Whisky is a passion to explore. From the history of the spirit to the evolution of the industry, the story of whisky helps fuel that passion. Often, it’s easy to forget that whisky is also a global multibillion dollar industry. The stories of whisky — from news and new releases to in-depth inquires and what goes on behind the label — blend together to help us appreciate the spirit of whisky.
October 30, 2015 – The inevitable lawsuit could have been predicted from the moment that plans were announced last year to restore the historic Old Taylor Distillery near Versailles, Kentucky. On one side – local lawyers Will Arvin and Wesley Murry, who put together the financing for a $6.1 million dollar restoration of the distillery built by Col. E.H. Taylor in 1887 with plans to make whiskey there once again. On the other side – Sazerac, which owns the Buffalo Trace Distillery in Frankfort, acquired the trademark rights to the Old Taylor brand from Beam in 2009, sells its own whiskies under the Col. E.H. Taylor brand, and has a reputation for aggressively defending its trademarks and intellectual property.

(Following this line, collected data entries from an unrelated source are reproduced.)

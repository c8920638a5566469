//! Terminal wealth of the liquidation strategy
//!
//! Part of the portfolio is sold to raise the down payment. Capital-gains tax is
//! charged on the share of the withdrawal attributed to growth, approximated as
//! `1 - contributions / capital`. This is a proxy for cost basis, not a lot-level
//! tax calculation.

use serde::Serialize;

use super::growth::{annuity_future_value, lump_sum_future_value};
use super::FinanceError;

/// Italian capital-gains rate on financial income
pub const DEFAULT_CAPITAL_GAIN_TAX_RATE: f64 = 0.26;

/// Intermediate quantities of a liquidation
#[derive(Debug, Clone, Copy, PartialEq, Serialize)]
pub struct LiquidationBreakdown {
    /// Share of capital attributed to growth rather than contributions
    pub ratio_gain: f64,
    /// Tax rate actually paid on the gross withdrawal
    pub effective_tax_rate: f64,
    /// Gross amount sold so that `loan_needed` is left after tax
    pub gross_withdrawal: f64,
    /// Capital left invested right after the sale
    pub capital_after_liquidation: f64,
    /// Remaining capital compounded over the horizon
    pub lump_sum_value: f64,
    /// Contributions continued over the horizon
    pub annuity_value: f64,
    /// Terminal wealth (lump sum + annuity)
    pub total: f64,
}

/// Break down the liquidation strategy over a `loan_months` horizon.
///
/// # Arguments
/// * `loan_needed` - Net amount required after tax
/// * `annual_rate` - Effective annual portfolio return
/// * `loan_months` - Horizon the remaining capital keeps compounding for
/// * `monthly_contribution` - Contribution paid before and after the sale
/// * `months_pre_mortgage` - Months of contributions before the sale
/// * `capital_pre_loan` - Portfolio value at the sale date
/// * `capital_gain_tax_rate` - Statutory rate on realised gains
pub fn liquidation_breakdown(
    loan_needed: f64,
    annual_rate: f64,
    loan_months: f64,
    monthly_contribution: f64,
    months_pre_mortgage: u32,
    capital_pre_loan: f64,
    capital_gain_tax_rate: f64,
) -> Result<LiquidationBreakdown, FinanceError> {
    if !(capital_pre_loan > 0.0) {
        return Err(FinanceError::NonPositiveCapital(capital_pre_loan));
    }

    let contributed = months_pre_mortgage as f64 * monthly_contribution;
    let ratio_gain = 1.0 - contributed / capital_pre_loan;
    let effective_tax_rate = ratio_gain * capital_gain_tax_rate;
    if effective_tax_rate >= 1.0 {
        return Err(FinanceError::TaxRateAtOrAboveOne(effective_tax_rate));
    }

    let gross_withdrawal = loan_needed / (1.0 - effective_tax_rate);
    let capital_after_liquidation = capital_pre_loan - gross_withdrawal;

    let lump_sum_value = lump_sum_future_value(capital_after_liquidation, annual_rate, loan_months);
    let annuity_value = annuity_future_value(monthly_contribution, annual_rate, loan_months);

    Ok(LiquidationBreakdown {
        ratio_gain,
        effective_tax_rate,
        gross_withdrawal,
        capital_after_liquidation,
        lump_sum_value,
        annuity_value,
        total: lump_sum_value + annuity_value,
    })
}

/// Terminal wealth of the liquidation strategy; see [`liquidation_breakdown`].
pub fn liquidation_future_value(
    loan_needed: f64,
    annual_rate: f64,
    loan_months: f64,
    monthly_contribution: f64,
    months_pre_mortgage: u32,
    capital_pre_loan: f64,
    capital_gain_tax_rate: f64,
) -> Result<f64, FinanceError> {
    liquidation_breakdown(
        loan_needed,
        annual_rate,
        loan_months,
        monthly_contribution,
        months_pre_mortgage,
        capital_pre_loan,
        capital_gain_tax_rate,
    )
    .map(|b| b.total)
}

#[cfg(test)]
mod tests {
    use super::*;
    use approx::assert_relative_eq;

    #[test]
    fn test_no_gain_means_no_tax() {
        // Capital equals contributions: nothing to tax
        let b = liquidation_breakdown(10_000.0, 0.0, 12.0, 500.0, 40, 20_000.0, 0.26).unwrap();
        assert_eq!(b.ratio_gain, 0.0);
        assert_eq!(b.effective_tax_rate, 0.0);
        assert_eq!(b.gross_withdrawal, 10_000.0);
        assert_eq!(b.capital_after_liquidation, 10_000.0);
        // Zero return: lump sum unchanged, annuity linear
        assert_eq!(b.total, 10_000.0 + 500.0 * 12.0);
    }

    #[test]
    fn test_gross_up_for_tax() {
        // Half the capital is gain, 26% on that half = 13% effective
        let b = liquidation_breakdown(8_700.0, 0.05, 0.0, 100.0, 100, 20_000.0, 0.26).unwrap();
        assert_relative_eq!(b.ratio_gain, 0.5);
        assert_relative_eq!(b.effective_tax_rate, 0.13);
        assert_relative_eq!(b.gross_withdrawal, 10_000.0, max_relative = 1e-12);
        // Zero horizon: remaining capital only, no further contributions
        assert_relative_eq!(b.total, 10_000.0, max_relative = 1e-12);
    }

    #[test]
    fn test_future_value_is_breakdown_total() {
        let b = liquidation_breakdown(64650.0, 0.065, 74.0, 1000.0, 120, 167_579.6, 0.26).unwrap();
        let fv = liquidation_future_value(64650.0, 0.065, 74.0, 1000.0, 120, 167_579.6, 0.26).unwrap();
        assert_eq!(fv, b.total);
        assert_eq!(b.total, b.lump_sum_value + b.annuity_value);
    }

    #[test]
    fn test_rejects_non_positive_capital() {
        let err = liquidation_future_value(1000.0, 0.05, 12.0, 100.0, 12, 0.0, 0.26).unwrap_err();
        assert_eq!(err, FinanceError::NonPositiveCapital(0.0));
        assert!(liquidation_future_value(1000.0, 0.05, 12.0, 100.0, 12, -1.0, 0.26).is_err());
        assert!(liquidation_future_value(1000.0, 0.05, 12.0, 100.0, 12, f64::NAN, 0.26).is_err());
    }

    #[test]
    fn test_rejects_confiscatory_tax() {
        // No contributions, all capital is gain, 100% tax
        let err = liquidation_future_value(1000.0, 0.05, 12.0, 0.0, 12, 5000.0, 1.0).unwrap_err();
        assert!(matches!(err, FinanceError::TaxRateAtOrAboveOne(_)));
    }
}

Now, Sazerac has filed a lawsuit in federal court accusing Arvin and Murry’s Peristyle LLC of trademark infringement and unfair competition. While the distillery itself is still in the final stages of construction, restoration of the site’s extensive gardens has allowed Peristyle to begin marketing the Old Taylor Distillery as a venue for weddings and other special events. That is the focus of Sazerac’s lawsuit filed in the U.S. District Court in Frankfort, and claims even Peristyle’s use of the name that the property has been known as since 1887 violates Sazerac’s various trademarks for “Old Taylor” and “Col. E.H. Taylor Jr.” The lawsuit also seeks a preemptive ban on Peristyle’s use of the Old Taylor name on whiskies produced once the distillery reopens, though in an April WhiskyCast interview, Peristyle master distiller Marianne Barnes acknowledged that a new brand name was being created for the company’s whiskies. That name has not been announced yet, and Peristyle has not yet created a web site for the distillery.
In the complaint, Sazerac maintains that any use of its trademarks by Peristyle would create consumer confusion and imply that the distillery is affiliated with Sazerac.
“The parties have engaged in settlement negotiations since 2014 in an effort to resolve this dispute. It has been more than a year and a half without resolution, however, and Defendants’ stalling tactics have left Plaintiffs with no choice but to bring a civil action to protect their valuable trademark rights and prevent consumer confusion.”
Sazerac’s complaint is based on the historical sign above the distillery’s main entrance, along with various news articles, a website promoting tours of the site as part of a recent garden show, and even Facebook posts from Marianne Barnes showing photos of the restoration while referring to Col. Taylor. WhiskyCast asked Sazerac CEO Mark Brown in an email whether the site’s new owners would be allowed to refer to the distillery’s history – or even acknowledge that it was built by Col. Taylor – without violating Sazerac’s trademarks. In an emailed response, Brown declined to comment on the lawsuit, citing the company’s policy against discussing pending litigation.
WhiskyCast has asked Peristyle for a response to the Sazerac lawsuit, which was filed on Tuesday. The company has not yet filed its answer to the lawsuit with the court, and generally has a 30-day period of time after the initial filing to do so.
This story will be updated with additional information as necessary.
Editor’s note: We are providing a complete copy of the Sazerac lawsuit on our site. In civil cases, court filings only present one party’s side of a dispute with no obligation to present mitigating evidence. Claims in civil court filings are not considered proven facts until argued and ruled on by a judge.